Rebeldes ameaçam invadir petrolíferas no Sudão do Sul

Os rebeldes do Sudão do Sul informaram nesta terça-feira que capturaram a cidade de Bentiu e que emitiram um ultimato às companhias petrolíferas do entorno para encerrar a produção e demitir os trabalhadores, sob ameaça de invasão das instalações.

AE, Agência Estado

15 Abril 2014 | 12h45

Houve confrontos entre rebeldes e soldados da Organização das Nações Unidas (ONU), que resgataram dez funcionários da petrolífera russa Safinat, cinco deles feridos. Duas pessoas estão em estado grave.

"Nossas forças concluíram as operações de limpeza em torno de Bentiu na manhã desta terça-feira, enquanto outras unidades de combate estão perseguindo militares do governo na região norte do país", disse o general rebelde Lul Ruai Koang. "A recaptura de Bentiu marca a primeira fase da libertação dos campos de petróleo das forças antidemocráticas e genocidas do presidente Salva Kiir", afirmou.

Koang, que é comandante dos rebeldes, pressionou as empresas petrolíferas que operam nas áreas controladas pelo governo para encerrarem imediatamente a produção de petróleo e demitir os empregados dentro de uma semana. O general informou ainda que o não cumprimento dessa imposição fará com que as tropas invadam os terminais, o que pode ameaçar a segurança dos funcionários.

Apesar das alegações de Koang, o porta-voz militar do Sudão do Sul, coronel Philip Aguer, disse que a luta ainda está em curso e a situação de Bentiu ainda não é clara.

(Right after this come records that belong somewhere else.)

//! Configuration for iosplint, read from `.iosplint.toml`.

pub mod core;
pub mod loader;

pub use self::core::{AnalysisConfig, ExclusionConfig, IospConfig, OutputConfig, RuleConfig};
pub use loader::{
    directory_ancestors, discover_config, load_config, load_config_from, parse_config,
    CONFIG_FILE_NAME,
};
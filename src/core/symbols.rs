//! Symbol resolution seam.
//!
//! The engine never looks at source text to find out what a call targets; it
//! asks a [`SymbolResolver`]. Hosts back this with their semantic model, tests
//! with a [`TableResolver`].

use super::ast::{NodeId, NodeRef};
use serde::{Deserialize, Serialize};
use std::collections::HashMap;

/// What a call node resolves to
#[derive(Debug, Clone, Default, PartialEq, Eq, Serialize, Deserialize)]
pub struct TargetDescriptor {
    /// Target is declared in the analyzed sources (user code)
    pub has_user_declaration: bool,
    pub name: String,
    #[serde(default)]
    pub containing_namespace: String,
    /// Simple type name, generic arguments included (e.g. `Func<string>`)
    #[serde(default)]
    pub containing_type: String,
    #[serde(default)]
    pub is_virtual: bool,
    #[serde(default)]
    pub is_delegate_invoke: bool,
}

impl TargetDescriptor {
    pub fn user(name: impl Into<String>) -> Self {
        Self {
            has_user_declaration: true,
            name: name.into(),
            ..Self::default()
        }
    }

    pub fn external(
        namespace: impl Into<String>,
        containing_type: impl Into<String>,
        name: impl Into<String>,
    ) -> Self {
        Self {
            has_user_declaration: false,
            name: name.into(),
            containing_namespace: namespace.into(),
            containing_type: containing_type.into(),
            ..Self::default()
        }
    }

    pub fn in_type(mut self, namespace: impl Into<String>, containing_type: impl Into<String>) -> Self {
        self.containing_namespace = namespace.into();
        self.containing_type = containing_type.into();
        self
    }

    pub fn virtual_member(mut self) -> Self {
        self.is_virtual = true;
        self
    }

    pub fn delegate_invoke(mut self) -> Self {
        self.is_delegate_invoke = true;
        self
    }
}

pub trait SymbolResolver {
    /// Resolve the target of an invocation node, `None` when unresolvable
    fn resolve(&self, call: NodeRef<'_>) -> Option<TargetDescriptor>;
}

/// Resolver backed by a precomputed node -> target table
#[derive(Debug, Clone, Default)]
pub struct TableResolver {
    targets: HashMap<NodeId, TargetDescriptor>,
}

impl TableResolver {
    pub fn new() -> Self {
        Self::default()
    }

    pub fn insert(&mut self, node: NodeId, target: TargetDescriptor) -> Option<TargetDescriptor> {
        self.targets.insert(node, target)
    }

    pub fn len(&self) -> usize {
        self.targets.len()
    }

    pub fn is_empty(&self) -> bool {
        self.targets.is_empty()
    }
}

impl FromIterator<(NodeId, TargetDescriptor)> for TableResolver {
    fn from_iter<I: IntoIterator<Item = (NodeId, TargetDescriptor)>>(iter: I) -> Self {
        Self {
            targets: iter.into_iter().collect(),
        }
    }
}

impl SymbolResolver for TableResolver {
    fn resolve(&self, call: NodeRef<'_>) -> Option<TargetDescriptor> {
        self.targets.get(&call.id()).cloned()
    }
}

#[cfg(test)]
mod tests {
    use super::*;
    use crate::core::ast::{NodeKind, SyntaxTreeBuilder, TextSpan};

    #[test]
    fn test_table_resolver_looks_up_by_node() {
        let mut builder = SyntaxTreeBuilder::new("A.cs");
        let call = builder.push(NodeKind::Invocation, "Run()", TextSpan::default());
        let other = builder.push(NodeKind::Invocation, "Stop()", TextSpan::default());
        let tree = builder.build();

        let resolver: TableResolver = [(call, TargetDescriptor::user("Run"))].into_iter().collect();

        assert_eq!(
            resolver.resolve(tree.node(call).unwrap()),
            Some(TargetDescriptor::user("Run"))
        );
        assert_eq!(resolver.resolve(tree.node(other).unwrap()), None);
    }

    #[test]
    fn test_descriptor_builders() {
        let target = TargetDescriptor::external("System", "Object", "ToString").virtual_member();
        assert!(!target.has_user_declaration);
        assert!(target.is_virtual);
        assert_eq!(target.containing_type, "Object");

        let action = TargetDescriptor::user("Invoke")
            .in_type("System", "Action")
            .delegate_invoke();
        assert!(action.is_delegate_invoke);
        assert_eq!(action.containing_namespace, "System");
    }
}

A violência irrompeu na capital do país, Juba, em 15 de dezembro do ano passado e se espalhou rapidamente, dividindo o país de 10,8 milhões de habitantes, e sem saída para o mar, em posições com base na etnia: de um lado os Nuers - povo ao qual ex-vice-presidente Rick Machar pertence - e de outro, os Dinkas, do qual o presidente Salva Kiir é originário. Acredita-se que milhares de pessoas morreram e mais de um milhão tiveram de sair de suas casas. Fonte: Associated Press.